Il y a peu, une des filles d’Indans’Cité m’a ramenée en voiture parce que je m’étais blessée. Elle m’a demandé si j’aimais Aubervilliers et je lui ai dit que oui, étrangement oui. Même si c’est une ville pleine de tensions, à mauvaise réputation et qui n’a rien de très joli. Elle a souri et elle m’a dit « Moi, je n’aime pas Paris. Les gens ne se parlent pas et on n’y fait rien pour nous. Alors qu’ici… Ici c’est la famille ». Et comme elle avait raison. Et comme je me suis dit que c’était là la preuve que le pari d’Aubervilliers, celui de nous faire vivre ensemble à travers l’art et la culture, était une réussite.
La médiation culturelle est une jeune discipline et elle a une vocation profondément sociale.
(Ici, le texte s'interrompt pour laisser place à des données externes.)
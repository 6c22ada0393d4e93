use crate::output::{print_json, print_table};
use anyhow::Context;
use clap::Subcommand;
use estimator_core::config::Config;
use estimator_core::content::{Blog, PostFeed, PostFilter, SanityClient};
use std::path::Path;

#[derive(Subcommand)]
pub enum BlogSubcommand {
    /// List posts, newest first
    List {
        /// Prefix search on title, excerpt and tag names
        #[arg(long)]
        search: Option<String>,
        /// Category id (see 'estimator blog categories')
        #[arg(long)]
        category: Option<String>,
        /// Page number, starting at 1
        #[arg(
            long,
            default_value_t = 1,
            conflicts_with = "all",
            value_parser = clap::value_parser!(u32).range(1..)
        )]
        page: u32,
        /// Keep loading pages until every match is listed
        #[arg(long)]
        all: bool,
    },

    /// Show a single post
    Show { slug: String },

    /// List categories
    Categories,
}

pub fn run(root: &Path, subcmd: BlogSubcommand, json: bool) -> anyhow::Result<()> {
    let config = Config::load_or_default(root).context("failed to load config")?;
    let client = SanityClient::new(&config.content).context("failed to build content client")?;
    let blog = Blog::new(client, config.content.page_size);

    match subcmd {
        BlogSubcommand::List {
            search,
            category,
            page,
            all,
        } => {
            let filter = PostFilter {
                search,
                category,
                offset: page.saturating_sub(1).saturating_mul(blog.page_size()),
            };
            list(&blog, &filter, all, json)
        }
        BlogSubcommand::Show { slug } => show(&blog, &slug, json),
        BlogSubcommand::Categories => categories(&blog, json),
    }
}

fn list(
    blog: &Blog<SanityClient>,
    filter: &PostFilter,
    all: bool,
    json: bool,
) -> anyhow::Result<()> {
    let mut feed = PostFeed::new();
    feed.offset = filter.offset;
    blog.load_more(&mut feed, filter).context("failed to list posts")?;
    while all && feed.has_more {
        blog.load_more(&mut feed, filter).context("failed to list posts")?;
    }

    if json {
        return print_json(&feed);
    }
    if feed.items.is_empty() {
        println!("No posts found.");
        return Ok(());
    }
    let rows = feed
        .items
        .iter()
        .map(|p| {
            vec![
                p.published_at
                    .as_deref()
                    .map(|d| d.chars().take(10).collect::<String>())
                    .unwrap_or_default(),
                p.slug.clone(),
                p.title.clone(),
                p.categories.join(", "),
            ]
        })
        .collect();
    print_table(&["DATE", "SLUG", "TITLE", "CATEGORIES"], rows);
    println!(
        "\nShowing {}-{} of {} posts",
        filter.offset + 1,
        feed.offset,
        feed.total
    );
    if feed.has_more {
        println!("More available: use --page or --all.");
    }
    Ok(())
}

fn show(blog: &Blog<SanityClient>, slug: &str, json: bool) -> anyhow::Result<()> {
    let post = blog
        .post(slug)
        .with_context(|| format!("failed to load post '{slug}'"))?
        .with_context(|| format!("post '{slug}' not found"))?;

    if json {
        return print_json(&post);
    }
    println!("{}", post.title);
    let mut meta = Vec::new();
    if let Some(date) = &post.published_at {
        meta.push(date.chars().take(10).collect::<String>());
    }
    if let Some(author) = &post.author {
        meta.push(format!("by {}", author.name));
    }
    if let Some(minutes) = post.reading_minutes {
        meta.push(format!("{minutes} min read"));
    }
    if !meta.is_empty() {
        println!("{}", meta.join(" · "));
    }
    if !post.categories.is_empty() {
        println!("Categories: {}", post.categories.join(", "));
    }
    for paragraph in post.paragraphs() {
        println!("\n{paragraph}");
    }
    Ok(())
}

fn categories(blog: &Blog<SanityClient>, json: bool) -> anyhow::Result<()> {
    let categories = blog.categories().context("failed to list categories")?;
    if json {
        return print_json(&categories);
    }
    let rows = categories
        .iter()
        .map(|c| vec![c.id.clone(), c.title.clone()])
        .collect();
    print_table(&["ID", "TITLE"], rows);
    Ok(())
}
On aime à dire qu'elle œuvre pour la démocratie et la démocratisation de l’art et de la culture. Mais si vous aviez besoin d’une illustration pour comprendre en profondeur quel est son rôle, j’espère que l’exemple que je viens de vous donner vous aura permis d’y voir plus clair. Dans tous les cas, retenez que, à l’échelle d’une ville ou d’un musée, elle tente, fondamentalement, d’établir du lien et de faire de la culture un bien véritablement commun.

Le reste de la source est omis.